Arafat Deal Would Sidestep Key Reforms
Arafat Deal Would Sidestep Key Reforms
Mar. 10, 2003
JERUSALEM (AP) _ Yasser Arafat will retain control of security forces and peace negotiations even after his deputy Mahmoud Abbas is appointed prime minister, a senior Palestinian official said Sunday.
The deal would sidestep key reform demands by Israel and the United States that Arafat hand over authority to a powerful prime minister and retain only a ceremonial role. The two countries have banned their officials from meeting with Arafat, charging that he has not taken steps to stop Palestinian violence.
Arafat made the agreement at a meeting Friday with Abbas, also known as Abu Mazen. Arafat said the Palestine Central Council, a PLO policymaking body, on Sunday approved the appointment of Abbas, whom he called ``my brother.''
Council head Riad Zanoun said Arafat has the power to appoint and dismiss the premier, whose ``duty will be to help President Arafat.''
Zanoun added that Abbas would ``be in charge of the negotiating file.''
Israeli officials were not immediately available for comment.
The Palestinian legislature was to meet Monday to choose Abbas as premier. Approval of the deal is considered automatic, since their Fatah movement dominates the parliament.
Arafat agreed to name a prime minister last month, giving in to pressure from the United States, Israel, Europe and his own people for wide-ranging reforms of his corruption-ridden regime. Arafat supporters counter that he is their elected president.
Additional pressure for a leadership change came from European donors and Arafat's own people, who criticized his regime for corruption and inefficiency. Handing control of finances and day-to-day functions in the Palestinian Authority over to Abbas, as the agreement stipulates, might satisfy those demands.
Abbas had said he would not assume the post if it is only ceremonial, without executive duties. Arafat, who has been the sole leader of the Palestinian movement for nearly four decades, has been reluctant to give up any of his control.
The Palestinian official, who spoke on condition of anonymity, said Abbas would have the authority to name a new Cabinet, and a number of ministerial changes are expected. In June, the parliament forced Arafat to reshuffle his Cabinet.
Also, Abbas would oversee the work of the ministers and would be empowered to convene the Cabinet by itself, instead of the weekly meeting of the ``Palestinian leadership,'' which includes the Cabinet, PLO executive committee and heads of security services.
However, the Palestinian leadership, controlled by Arafat, would have authority over negotiations with Israel, the United States and other international parties. Abbas could take part in negotiations, but he would have to report to Arafat.

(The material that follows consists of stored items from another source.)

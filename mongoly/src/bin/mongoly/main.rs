mod commands;
mod context;
mod output;
mod theme;

use std::fmt::Write;
use std::path::{Path, PathBuf};

use anyhow::Result;
use clap::builder::Styles;
use clap::{ColorChoice, Command, CommandFactory, FromArgMatches, Parser, Subcommand};
use colored::control::ShouldColorize;
use once_cell::sync::Lazy;

use commands::{check, indexes, plan, schema};
use output::{OutputFormat, OutputSettings, Reporter};
use theme::Tone;

const ENVIRONMENT: &[(&str, &str)] = &[
    ("MONGOLY_MANIFEST", "Manifest to load, same as --manifest"),
    ("RUST_LOG", "Synthesis diagnostics, e.g. RUST_LOG=mongoly=debug"),
    ("NO_COLOR", "Disable colored output"),
];

/// Example invocations appended to `mongoly <command> --help`.
const USAGE: &[(&str, &[&str])] = &[
    ("schema", schema::USAGE),
    ("indexes", indexes::USAGE),
    ("plan", plan::USAGE),
    ("check", check::USAGE),
];

static HELP_STYLES: Lazy<Styles> = Lazy::new(|| {
    Styles::styled()
        .usage(Tone::Heading.style().bold())
        .header(Tone::Heading.style().bold())
        .literal(Tone::Example.style())
        .placeholder(Tone::Note.style())
        .valid(Tone::Passed.style())
        .invalid(Tone::Warned.style())
        .error(Tone::Failed.style().bold())
});

#[derive(Parser)]
#[command(name = "mongoly")]
#[command(version)]
#[command(
    about = "Inspect MongoDB validators and indexes synthesized from document metadata",
    long_about = r#"Metadata CLI for mongoly that provides:

• $jsonSchema validators synthesized from a document manifest
• Index descriptions including nested dotted paths
• Per-collection plans ready to hand to a database client
"#
)]
#[command(subcommand_required = true, arg_required_else_help = true)]
struct Cli {
    /// Manifest to load instead of the one configured in mongoly.toml
    #[arg(long, global = true, env = "MONGOLY_MANIFEST")]
    manifest: Option<PathBuf>,

    /// Output format
    #[arg(long, value_enum, default_value = "table", global = true)]
    output: OutputFormat,

    /// Only print errors
    #[arg(short = 'q', long, global = true)]
    quiet: bool,

    /// Also print synthesis statistics
    #[arg(short = 'v', long, global = true)]
    verbose: bool,

    /// Disable colored output
    #[arg(long, global = true)]
    no_color: bool,

    #[command(subcommand)]
    command: Commands,
}

#[derive(Subcommand)]
enum Commands {
    /// Show synthesized schemas ($jsonSchema validators)
    Schema(schema::SchemaArgs),

    /// Show derived indexes, including nested paths
    Indexes(indexes::IndexesArgs),

    /// Show collection names, validators and indexes per document
    Plan,

    /// Synthesize every document and report configuration errors
    Check,
}

fn cli_command(use_color: bool) -> Command {
    let mut command = Cli::command()
        .styles(HELP_STYLES.clone())
        .color(if use_color { ColorChoice::Auto } else { ColorChoice::Never })
        .after_long_help(environment_help(use_color));
    for &(name, lines) in USAGE {
        if let Some(subcommand) = command.find_subcommand_mut(name) {
            *subcommand = subcommand.clone().after_long_help(usage_help(lines, use_color));
        }
    }
    command
}

fn usage_help(lines: &[&str], use_color: bool) -> String {
    let mut help = Tone::Heading.paint("Examples:", use_color);
    for line in lines {
        let _ = write!(help, "\n  {}", Tone::Example.paint(line, use_color));
    }
    help
}

fn environment_help(use_color: bool) -> String {
    let mut help = Tone::Heading.paint("Environment:", use_color);
    for (key, description) in ENVIRONMENT {
        let key = Tone::Example.paint(&format!("{key:<18}"), use_color);
        let _ = write!(help, "\n  {key}{description}");
    }
    help
}

fn run(command: Commands, manifest: Option<&Path>, reporter: &Reporter) -> Result<()> {
    match command {
        Commands::Schema(args) => schema::handle_schema(args, manifest, reporter),
        Commands::Indexes(args) => indexes::handle_indexes(args, manifest, reporter),
        Commands::Plan => plan::handle_plan(manifest, reporter),
        Commands::Check => check::handle_check(manifest, reporter),
    }
}

fn main() {
    env_logger::init();

    let use_color = ShouldColorize::from_env().should_colorize();
    let matches = cli_command(use_color).get_matches();
    let cli = Cli::from_arg_matches(&matches).unwrap_or_else(|err| err.exit());
    if cli.no_color {
        colored::control::set_override(false);
    }

    let reporter = Reporter::new(OutputSettings {
        format: cli.output,
        quiet: cli.quiet,
        verbose: cli.verbose,
        color: use_color && !cli.no_color,
    });
    if let Err(err) = run(cli.command, cli.manifest.as_deref(), &reporter) {
        reporter.status(Tone::Failed, &format!("{err:#}"));
        std::process::exit(1);
    }
}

Many Israelis have met Abbas and favor his appointment, noting that he has publicly criticized the violent Palestinian uprising, which began in September 2000 and is still going on.
Former Foreign Minister Shimon Peres of the moderate Labor Party said that the appointment is less significant than the power retained by armed forces outside the realm of the Palestinian Authority, like the militant group Hamas. However, he supported Abbas in principle.
``I believe he will make a very serious effort to extract the Palestinian side from the current situation,'' he told Israel TV.
Tension continued Sunday, a day after Israeli forces killed a top Hamas leader in Gaza in a helicopter missile strike.
Israeli Defense Minister Shaul Mofaz told Army Radio on Sunday that Israel would press ahead with its campaign against Hamas after the killing of Ibrahim Makadmeh, a Hamas founder and military commander.
Near the West Bank town of Tulkarem, a shepherd was killed when a package he picked up exploded. Palestinian security officials said militants apparently hid the bomb in the field.
Meanwhile, American and Israeli flags on Sunday draped the coffin of an American teenager killed with 15 Israelis when a suicide bomber blew up a bus last week in the coastal town of Haifa. Abigail Litle, 14, was the daughter of a Baptist minister who moved from Harrisonville, Mo., to Israel in 1989.
Two other Americans killed in a separate Palestinian attack, a married couple originally from Maryland, also were buried Sunday in Jerusalem. Rabbi Elnatan and Dina Horowitz were shot Friday by Palestinian militants at their home in the West Bank settlement of Kiryat Arba.
Statistics released by the Israeli government Sunday show that more than two years of violence in the West Bank and Gaza apparently are bringing construction to a near halt as Israelis hesitate to move to the settlements, despite government subsidies.
Only 206 new apartments were sold in the area in 2002, compared with 733 the year before, the statistics said.
About 200,000 Jews live in the settlements. Palestinians demand their removal, with a halt to all construction as a first step.